Met Police to investigate whether Labour members guilty of antisemitic hate crimes
The Metropolitan Police is to investigate a number of Labour members over potential antisemitic hate crimes.
Specialist officers will look into whether party members broke the law when making a series of offensive comments about Jews.
Cressida Dick, the Met Police commissioner, said she would ask hate crime experts to investigate after being presented with evidence of Labour members appearing to call for Jews to be murdered.
She told LBC: “We take hate crime very seriously.
“If somebody makes an allegation to us, absolutely we will take it seriously, we will scope it, we will see if a crime has taken place.
“I will pass this to my experts to deal with. We’ll see if a crime has been committed.”
It comes after the radio station was handed a dossier of antisemitism cases that were considered by Labour’s disciplinary Disputes Panel.
They show people thought to be Labour members making a series of highly offensive comments about Jews.
In one post, a member wrote: “We shall rid the Jews who are a cancer on us all.”
Referring to Jewish people as “devils” and suggesting the Red Sea would be an “ideal destination” for them, they added: “No need for gas chambers anyway as gas is so expensive and we need it in England.”
Another person called for a Jewish MP to “get a good kicking”.
A third wrote: “One cannot understand the state of the world without understanding Jewish power, and one cannot understand the nature of Jewish power until one understands the nature of Jewish thinking.”
And a sitting Labour councillor was accused of inflicting “ten years of hell” on a child, including calling him “Jew boy”.
LBC showed 45 cases to the Met’s former hate crime chief, Mak Chishty, who said at least 17 should be investigated as race-hate incidents. A further four should be investigated for potentially criminal hate crimes, he said.
A Labour Party spokesperson said: “The Labour Party has a robust system for investigating complaints of alleged breaches of Labour party rules by its members. Where someone feels they have been a victim of crime, they should report it to the police in the usual way.”
It comes as Labour’s ruling executive meets to decide whether to adopt in full the internationally-recognised definition of antisemitism that has been at the heart of the party’s bitter internal dispute in recent months.

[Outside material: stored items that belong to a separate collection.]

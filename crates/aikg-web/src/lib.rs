//! Axum admin API for AIKG: websites, articles and subscriptions.

use std::future::Future;
use std::sync::Arc;

use aikg_core::{
    ArticleId, ArticleStatus, NewSubscription, NewWebsite, SubscriptionId, WebsiteId,
};
use aikg_storage::{ArticleStore, Store, StoreError, WebsiteStore};
use aikg_sync::{
    AikgRuntime, ManualScrape, SubscriptionError, SubscriptionScheduler, SubscriptionService,
    WebsiteScrapeScheduler,
};
use axum::{
    extract::{Path as AxumPath, Query, State},
    http::StatusCode,
    response::{IntoResponse, Response},
    routing::{get, patch, post, put},
    Json, Router,
};
use serde::Deserialize;
use serde_json::json;
use tokio::net::TcpListener;
use tracing::{error, info, warn};

pub const CRATE_NAME: &str = "aikg-web";

const DEFAULT_PAGE_SIZE: usize = 50;
const MAX_PAGE_SIZE: usize = 200;

#[derive(Clone)]
pub struct AppState {
    pub store: Arc<dyn Store>,
    pub scraper: Arc<WebsiteScrapeScheduler>,
    pub subscriptions: Arc<SubscriptionService>,
    pub sender: Arc<SubscriptionScheduler>,
}

impl AppState {
    pub fn from_runtime(runtime: &AikgRuntime) -> Self {
        Self {
            store: Arc::clone(&runtime.store),
            scraper: Arc::clone(&runtime.scraper),
            subscriptions: Arc::clone(&runtime.subscriptions),
            sender: Arc::clone(&runtime.sender),
        }
    }
}

#[derive(Debug, Deserialize)]
struct ArticleQuery {
    status: Option<String>,
    limit: Option<usize>,
    offset: Option<usize>,
}

#[derive(Debug, Deserialize)]
struct SubscriptionQuery {
    reader_email: Option<String>,
    area: Option<String>,
}

#[derive(Debug, Deserialize)]
struct ScheduleBody {
    #[serde(default)]
    schedule_cron: Option<String>,
}

pub fn app(state: AppState) -> Router {
    Router::new()
        .route("/health", get(health_handler))
        .route("/api/websites", get(list_websites_handler).post(create_website_handler))
        .route(
            "/api/websites/reset-retry-count",
            post(reset_retry_count_handler),
        )
        .route(
            "/api/websites/{id}",
            get(get_website_handler).put(update_website_handler),
        )
        .route("/api/websites/{id}/toggle", patch(toggle_website_handler))
        .route("/api/websites/{id}/scrape", post(scrape_website_handler))
        .route("/api/articles", get(list_articles_handler))
        .route("/api/articles/{id}", get(get_article_handler))
        .route(
            "/api/subscriptions",
            get(list_subscriptions_handler).post(create_subscription_handler),
        )
        .route(
            "/api/subscriptions/{id}",
            get(get_subscription_handler)
                .put(update_subscription_handler)
                .delete(delete_subscription_handler),
        )
        .route(
            "/api/subscriptions/{id}/activate",
            put(activate_subscription_handler),
        )
        .route(
            "/api/subscriptions/{id}/deactivate",
            put(deactivate_subscription_handler),
        )
        .route(
            "/api/subscriptions/{id}/schedule",
            put(schedule_subscription_handler),
        )
        .route(
            "/api/subscriptions/{id}/test-send",
            post(test_send_handler),
        )
        .with_state(Arc::new(state))
}

/// Serves the admin API on `bind` until `shutdown` resolves.
pub async fn serve<F>(state: AppState, bind: &str, shutdown: F) -> anyhow::Result<()>
where
    F: Future<Output = ()> + Send + 'static,
{
    let listener = TcpListener::bind(bind).await?;
    info!(addr = %listener.local_addr()?, "admin api listening");
    axum::serve(listener, app(state))
        .with_graceful_shutdown(shutdown)
        .await?;
    Ok(())
}

async fn health_handler() -> Response {
    Json(json!({ "status": "ok" })).into_response()
}

async fn list_websites_handler(State(state): State<Arc<AppState>>) -> Response {
    match state.store.list_websites().await {
        Ok(websites) => Json(websites).into_response(),
        Err(err) => store_error(err),
    }
}

async fn get_website_handler(
    State(state): State<Arc<AppState>>,
    AxumPath(id): AxumPath<WebsiteId>,
) -> Response {
    match state.store.get_website(id).await {
        Ok(Some(website)) => Json(website).into_response(),
        Ok(None) => not_found(format!("website {id} not found")),
        Err(err) => store_error(err),
    }
}

async fn create_website_handler(
    State(state): State<Arc<AppState>>,
    Json(body): Json<NewWebsite>,
) -> Response {
    let website = match validate_website(body) {
        Ok(website) => website,
        Err(message) => return bad_request(message),
    };
    match state.store.insert_website(website).await {
        Ok(created) => {
            info!(website_id = created.id, name = %created.name, "website created");
            (StatusCode::CREATED, Json(created)).into_response()
        }
        Err(err) => store_error(err),
    }
}

async fn update_website_handler(
    State(state): State<Arc<AppState>>,
    AxumPath(id): AxumPath<WebsiteId>,
    Json(body): Json<NewWebsite>,
) -> Response {
    let website = match validate_website(body) {
        Ok(website) => website,
        Err(message) => return bad_request(message),
    };
    match state.store.update_website(id, website).await {
        Ok(Some(updated)) => Json(updated).into_response(),
        Ok(None) => not_found(format!("website {id} not found")),
        Err(err) => store_error(err),
    }
}

async fn toggle_website_handler(
    State(state): State<Arc<AppState>>,
    AxumPath(id): AxumPath<WebsiteId>,
) -> Response {
    let current = match state.store.get_website(id).await {
        Ok(Some(website)) => website,
        Ok(None) => return not_found(format!("website {id} not found")),
        Err(err) => return store_error(err),
    };
    match state.store.set_website_enabled(id, !current.enabled).await {
        Ok(Some(updated)) => {
            info!(website_id = id, enabled = updated.enabled, "website toggled");
            Json(updated).into_response()
        }
        Ok(None) => not_found(format!("website {id} not found")),
        Err(err) => store_error(err),
    }
}

async fn scrape_website_handler(
    State(state): State<Arc<AppState>>,
    AxumPath(id): AxumPath<WebsiteId>,
) -> Response {
    match state.scraper.manual_scrape(id).await {
        Ok(ManualScrape::Dispatched(_)) => (
            StatusCode::ACCEPTED,
            Json(json!({ "website_id": id, "status": "dispatched" })),
        )
            .into_response(),
        Ok(ManualScrape::NotFound) => not_found(format!("website {id} not found")),
        Ok(ManualScrape::AlreadyRunning) => json_error(
            StatusCode::CONFLICT,
            format!("website {id} is already being scraped"),
        ),
        Err(err) => server_error(err),
    }
}

async fn reset_retry_count_handler(State(state): State<Arc<AppState>>) -> Response {
    match state.scraper.reset_trigger().await {
        Ok(reset) => Json(json!({ "reset": reset })).into_response(),
        Err(err) => server_error(err),
    }
}

async fn list_articles_handler(
    State(state): State<Arc<AppState>>,
    Query(query): Query<ArticleQuery>,
) -> Response {
    let status = match query.status.as_deref().map(str::trim).filter(|s| !s.is_empty()) {
        Some(raw) => match ArticleStatus::parse(raw) {
            Some(status) => Some(status),
            None => return bad_request(format!("unknown article status {raw:?}")),
        },
        None => None,
    };
    let limit = query
        .limit
        .unwrap_or(DEFAULT_PAGE_SIZE)
        .clamp(1, MAX_PAGE_SIZE);
    let offset = query.offset.unwrap_or(0);

    match state.store.list_articles(status, limit, offset).await {
        Ok(articles) => Json(articles).into_response(),
        Err(err) => store_error(err),
    }
}

async fn get_article_handler(
    State(state): State<Arc<AppState>>,
    AxumPath(id): AxumPath<ArticleId>,
) -> Response {
    match state.store.get_article(id).await {
        Ok(Some(article)) => Json(article).into_response(),
        Ok(None) => not_found(format!("article {id} not found")),
        Err(err) => store_error(err),
    }
}

async fn list_subscriptions_handler(
    State(state): State<Arc<AppState>>,
    Query(query): Query<SubscriptionQuery>,
) -> Response {
    let email = query.reader_email.as_deref().map(str::trim).filter(|s| !s.is_empty());
    let area = query.area.as_deref().map(str::trim).filter(|s| !s.is_empty());
    let result = match (email, area) {
        (Some(email), _) => state.subscriptions.find_by_email(email).await,
        (None, Some(area)) => state.subscriptions.find_by_area(area).await,
        (None, None) => state.subscriptions.list().await,
    };
    match result {
        Ok(subscriptions) => Json(subscriptions).into_response(),
        Err(err) => subscription_error(err),
    }
}

async fn get_subscription_handler(
    State(state): State<Arc<AppState>>,
    AxumPath(id): AxumPath<SubscriptionId>,
) -> Response {
    match state.subscriptions.get(id).await {
        Ok(subscription) => Json(subscription).into_response(),
        Err(err) => subscription_error(err),
    }
}

async fn create_subscription_handler(
    State(state): State<Arc<AppState>>,
    Json(body): Json<NewSubscription>,
) -> Response {
    match state.subscriptions.create(body).await {
        Ok(created) => (StatusCode::CREATED, Json(created)).into_response(),
        Err(err) => subscription_error(err),
    }
}

async fn update_subscription_handler(
    State(state): State<Arc<AppState>>,
    AxumPath(id): AxumPath<SubscriptionId>,
    Json(body): Json<NewSubscription>,
) -> Response {
    match state.subscriptions.update(id, body).await {
        Ok(updated) => Json(updated).into_response(),
        Err(err) => subscription_error(err),
    }
}

async fn delete_subscription_handler(
    State(state): State<Arc<AppState>>,
    AxumPath(id): AxumPath<SubscriptionId>,
) -> Response {
    match state.subscriptions.delete(id).await {
        Ok(removed) => Json(removed).into_response(),
        Err(err) => subscription_error(err),
    }
}

async fn activate_subscription_handler(
    State(state): State<Arc<AppState>>,
    AxumPath(id): AxumPath<SubscriptionId>,
) -> Response {
    match state.subscriptions.activate(id).await {
        Ok(subscription) => Json(subscription).into_response(),
        Err(err) => subscription_error(err),
    }
}

async fn deactivate_subscription_handler(
    State(state): State<Arc<AppState>>,
    AxumPath(id): AxumPath<SubscriptionId>,
) -> Response {
    match state.subscriptions.deactivate(id).await {
        Ok(subscription) => Json(subscription).into_response(),
        Err(err) => subscription_error(err),
    }
}

async fn schedule_subscription_handler(
    State(state): State<Arc<AppState>>,
    AxumPath(id): AxumPath<SubscriptionId>,
    Json(body): Json<ScheduleBody>,
) -> Response {
    match state
        .subscriptions
        .update_schedule_cron(id, body.schedule_cron)
        .await
    {
        Ok(subscription) => Json(subscription).into_response(),
        Err(err) => subscription_error(err),
    }
}

/// Runs one send job for the subscription in the background.
async fn test_send_handler(
    State(state): State<Arc<AppState>>,
    AxumPath(id): AxumPath<SubscriptionId>,
) -> Response {
    if let Err(err) = state.subscriptions.get(id).await {
        return subscription_error(err);
    }
    let sender = Arc::clone(&state.sender);
    tokio::spawn(async move {
        match sender.send_now(id).await {
            Ok(content) => info!(subscription_id = %id, title = %content.title, "test send delivered"),
            Err(err) => warn!(subscription_id = %id, error = ?err, "test send failed"),
        }
    });
    (
        StatusCode::ACCEPTED,
        Json(json!({ "subscription_id": id, "status": "dispatched" })),
    )
        .into_response()
}

fn validate_website(website: NewWebsite) -> Result<NewWebsite, String> {
    let name = website.name.trim();
    let url = website.url.trim();
    let base_domain = website.base_domain.trim().trim_end_matches('/');
    if name.is_empty() {
        return Err("website name must not be empty".into());
    }
    if !(url.starts_with("http://") || url.starts_with("https://")) {
        return Err(format!("website url must be absolute http(s): {url:?}"));
    }
    if base_domain.is_empty() {
        return Err("website base_domain must not be empty".into());
    }
    Ok(NewWebsite {
        name: name.to_string(),
        url: url.to_string(),
        base_domain: base_domain.to_string(),
        enabled: website.enabled,
    })
}

fn json_error(status: StatusCode, message: impl Into<String>) -> Response {
    (status, Json(json!({ "error": message.into() }))).into_response()
}

fn bad_request(message: impl Into<String>) -> Response {
    json_error(StatusCode::BAD_REQUEST, message)
}

fn not_found(message: impl Into<String>) -> Response {
    json_error(StatusCode::NOT_FOUND, message)
}

fn server_error(err: anyhow::Error) -> Response {
    error!(error = ?err, "request failed");
    json_error(StatusCode::INTERNAL_SERVER_ERROR, format!("Server error: {err:#}"))
}

fn store_error(err: StoreError) -> Response {
    match err {
        err @ StoreError::NotFound { .. } => not_found(err.to_string()),
        other => server_error(other.into()),
    }
}

fn subscription_error(err: SubscriptionError) -> Response {
    match err {
        SubscriptionError::Invalid(message) => bad_request(message),
        SubscriptionError::NotFound(id) => not_found(format!("subscription {id} not found")),
        SubscriptionError::Store(err) => store_error(err),
    }
}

The National Executive Committee (NEC) will vote on whether to incorporate in Labour’s code of conduct all 11 examples of antisemitism listed by the International Holocaust Remembrance Alliance.
Police were stationed outside the party’s central London headquarters ahead of the meeting, as pro-Corbyn protesters opposing the IHRA definition were met by a rival group of activists clad in Israeli flags.